We always start off doing the coding while discussing problems and then after 15 minutes or so will hand the computer off to the candidate. They will work on it for a bit and then pass it back when there are natural breakpoints. We will continue in this manner.
For what to pair program on we ideally like to take a story off of our backlog. Sometimes there is not an appropriate story so we also have a stock list of interview questions as well. Examples at bottom.
Group beer / coffee
If everything has gone well we like to take the person out to grab a beer or coffee with the team. It's a good way for everyone to get to know each a bit better and further check if there is a 'cultural fit'.
Also, when you have a team that enjoys hanging out with one another, gets along and can have fun that is a selling point for most candidates.
Prep the interview team
Before the interview, get the interviewing team together and define the role and describe the ideal candidate. It's helpful if you can relate it to someone on the existing team. E.g., we are looking for another Anne. We then divvy up the categories (architecture, programming, code pairing) and assign them to each person on the interview team.
Don't waste peoples time
If part way through the interview it becomes obvious that there is not a good fit -- end the interview. It's a waste of the interviewee's time and your teams time to continue with the interview.
Thumbs up / down
After the interview we get together and discuss what we thought of the interview.
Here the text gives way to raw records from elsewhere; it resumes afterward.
//! Live views: keep a caller-owned collection equal to the matches of a
//! selector under a root as the graph mutates.
//!
//! ```text
//! sync_with(root, view)
//!   → subscribe to root's change stream
//!   → seed view with select_from_root(root)
//!   → per event (on the mutating thread, in delivery order):
//!        detached subtrees  → remove
//!        attached subtrees  → add matches
//!        owning object      → re-test, add or remove
//! ```
//!
//! The view lock is held for the whole of each event. Do not hold it while
//! mutating objects under the root: delivery happens on the mutating thread
//! and would wait on it.

use std::collections::HashSet as StdHashSet;
use std::hash::BuildHasher;
use std::sync::Arc;

use parking_lot::Mutex;

use super::object_selector::ObjectSelector;
use super::predicate::ObjectPredicate;
use crate::config::{PropertyChangePolicy, SyncConfig};
use crate::model::{ChangeEvent, ChangeKind, ObjectRef, Subscription, Value};
use crate::Result;

/// A collection a live view can maintain. Set semantics: inserting a
/// present object and removing an absent one are no-ops.
pub trait SyncTarget {
    fn insert_object(&mut self, object: ObjectRef);
    fn remove_object(&mut self, object: &ObjectRef);
}

impl SyncTarget for Vec<ObjectRef> {
    fn insert_object(&mut self, object: ObjectRef) {
        if !self.contains(&object) {
            self.push(object);
        }
    }

    fn remove_object(&mut self, object: &ObjectRef) {
        self.retain(|o| o != object);
    }
}

impl<S: BuildHasher> SyncTarget for StdHashSet<ObjectRef, S> {
    fn insert_object(&mut self, object: ObjectRef) {
        self.insert(object);
    }

    fn remove_object(&mut self, object: &ObjectRef) {
        self.remove(object);
    }
}

impl<S: BuildHasher> SyncTarget for hashbrown::HashSet<ObjectRef, S> {
    fn insert_object(&mut self, object: ObjectRef) {
        self.insert(object);
    }

    fn remove_object(&mut self, object: &ObjectRef) {
        self.remove(object);
    }
}

/// Collection shared between the caller and a live view.
pub type SyncedCollection<C> = Arc<Mutex<C>>;

/// Wrap a collection for use with `sync_with`.
pub fn synced<C: SyncTarget>(collection: C) -> SyncedCollection<C> {
    Arc::new(Mutex::new(collection))
}

impl ObjectSelector {
    /// Keep `target` equal to the matches under `root` until the returned
    /// subscription is cancelled. Existing entries of `target` are kept;
    /// the current matches are unioned in.
    ///
    /// The selector is frozen at this call. If subscribing fails, `target`
    /// is left untouched.
    ///
    /// The view holds one of `root`'s listener slots (`listener_limit`,
    /// default `DEFAULT_LISTENER_LIMIT`) until `cancel()` is called.
    /// Dropping the returned handle does not release the slot: a root whose
    /// handles are dropped uncancelled eventually rejects every new view
    /// with `Error::Subscription`.
    pub fn sync_with<C>(&self, root: &ObjectRef, target: &SyncedCollection<C>) -> Result<Subscription>
    where
        C: SyncTarget + Send + 'static,
    {
        self.sync_with_config(root, target, &SyncConfig::default())
    }

    pub fn sync_with_config<C>(
        &self,
        root: &ObjectRef,
        target: &SyncedCollection<C>,
        config: &SyncConfig,
    ) -> Result<Subscription>
    where
        C: SyncTarget + Send + 'static,
    {
        let live = LiveSync {
            predicate: self.as_predicate(),
            target: Arc::clone(target),
            policy: config.policy,
        };
        let predicate = live.predicate.clone();

        // Events raised while seeding wait on this lock and apply afterwards.
        let mut view = target.lock();
        let subscription = root.subscribe(move |event| live.apply(event))?;

        let mut seeded = 0usize;
        if config.seed {
            for obj in root.content() {
                if predicate.test(&obj) {
                    view.insert_object(obj);
                    seeded += 1;
                }
            }
        }
        drop(view);

        tracing::debug!(
            root = %root.id(),
            listener = subscription.id(),
            seeded,
            policy = ?config.policy,
            "live view attached"
        );
        Ok(subscription)
    }
}

struct LiveSync<C> {
    predicate: ObjectPredicate,
    target: SyncedCollection<C>,
    policy: PropertyChangePolicy,
}

impl<C: SyncTarget> LiveSync<C> {
    fn apply(&self, event: &ChangeEvent) {
        let mut view = self.target.lock();
        match self.policy {
            PropertyChangePolicy::Recompute => self.recompute(&mut *view, event),
            PropertyChangePolicy::NewReferenceOnly => self.new_reference_only(&mut *view, event),
        }
        tracing::trace!(
            object = %event.object.id(),
            property = %event.property,
            "live view updated"
        );
    }

    fn recompute(&self, view: &mut C, event: &ChangeEvent) {
        for detached in event.detached_objects() {
            for obj in detached.content() {
                view.remove_object(&obj);
            }
        }
        for attached in event.attached_objects() {
            for obj in attached.content() {
                if self.predicate.test(&obj) {
                    view.insert_object(obj);
                }
            }
        }
        if self.predicate.test(&event.object) {
            view.insert_object(event.object.clone());
        } else {
            view.remove_object(&event.object);
        }
    }

    fn new_reference_only(&self, view: &mut C, event: &ChangeEvent) {
        match &event.kind {
            ChangeKind::Property { new, .. } => {
                if let Value::Object(obj) = new {
                    if self.predicate.test(obj) {
                        view.insert_object(obj.clone());
                    }
                }
            }
            ChangeKind::List { added, removed } => {
                for obj in removed.iter().filter_map(Value::as_object) {
                    if self.predicate.test(obj) {
                        view.remove_object(obj);
                    }
                }
                for obj in added.iter().filter_map(Value::as_object) {
                    if self.predicate.test(obj) {
                        view.insert_object(obj.clone());
                    }
                }
            }
        }
    }
}

#[cfg(test)]
mod tests {
    use super::*;

    #[test]
    fn test_vec_target_is_set_like() {
        let a = ObjectRef::builder("Node").build().unwrap();
        let mut v: Vec<ObjectRef> = Vec::new();
        v.insert_object(a.clone());
        v.insert_object(a.clone());
        assert_eq!(v.len(), 1);
        v.remove_object(&a);
        v.remove_object(&a);
        assert!(v.is_empty());
    }

    #[test]
    fn test_hash_set_targets() {
        let a = ObjectRef::builder("Node").build().unwrap();
        let mut std_set: StdHashSet<ObjectRef> = StdHashSet::new();
        std_set.insert_object(a.clone());
        std_set.insert_object(a.clone());
        assert_eq!(std_set.len(), 1);

        let mut hb_set: hashbrown::HashSet<ObjectRef> = hashbrown::HashSet::new();
        hb_set.insert_object(a.clone());
        hb_set.remove_object(&a);
        assert!(hb_set.is_empty());
    }
}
Basically 'thumbs up or thumbs down'. Usually everyone needs to be thumbs up in order to proceed with an offer. The hiring manager always reserve the right to veto what the team says... but we hardly ever do. It's a sign of not trusting your team.
(First half of these question give a sense for how deep a person has gone/learning/attitude, second half starts to dive into their technical knowledge. Obviously you need to customize the technical part to the type of developer you are looking for.)
- Tell me a problem you recently had to debug; how did you debug it?
- What is your favorite programming language; why? If you could add one thing to it what would it be?
- Is there a meet-up, book or blog you would recommend to me? Why?
- Optimistic vs. pessimistic locking?
- Can you explain closures? When would you use one?
- Frame, bounds, anchor points, position
- How can you track down memory leaks?
- How do you test your code?
- Write a function that iterates from 0 - 100, and if the current number of the loop is divisible by 3 prints 'ping', if divisible by 5 prints 'pong' and if divisible by 3 and 5 prints 'ping pong'.
- Write a function that will take a string and print out word frequencies for contents of string
- Write a function that 'debounces' a wrapped function
- You are designing a system with redis, postgres and a RESTful endpoint. A call to one of your routes will hit all three systems. How do you keep things in sync given there are not tx's across the system?
- How would you go about using redis to build a system to roll out features to individual users, groups of users, and some percentage of users?
- Given a C API which gives access to an image, you need to incorporate this into a TableView which will show album art. How do you do this?
- Look at the main screen of our app. How would you lay that out in CSS? How about from an angular perspective?
- Explain how a grid system works; have you used one of the popular grid frameworks? Why did you choose that one? How do they work?
- Do you use Storyboards? How would you animate growing a UIView?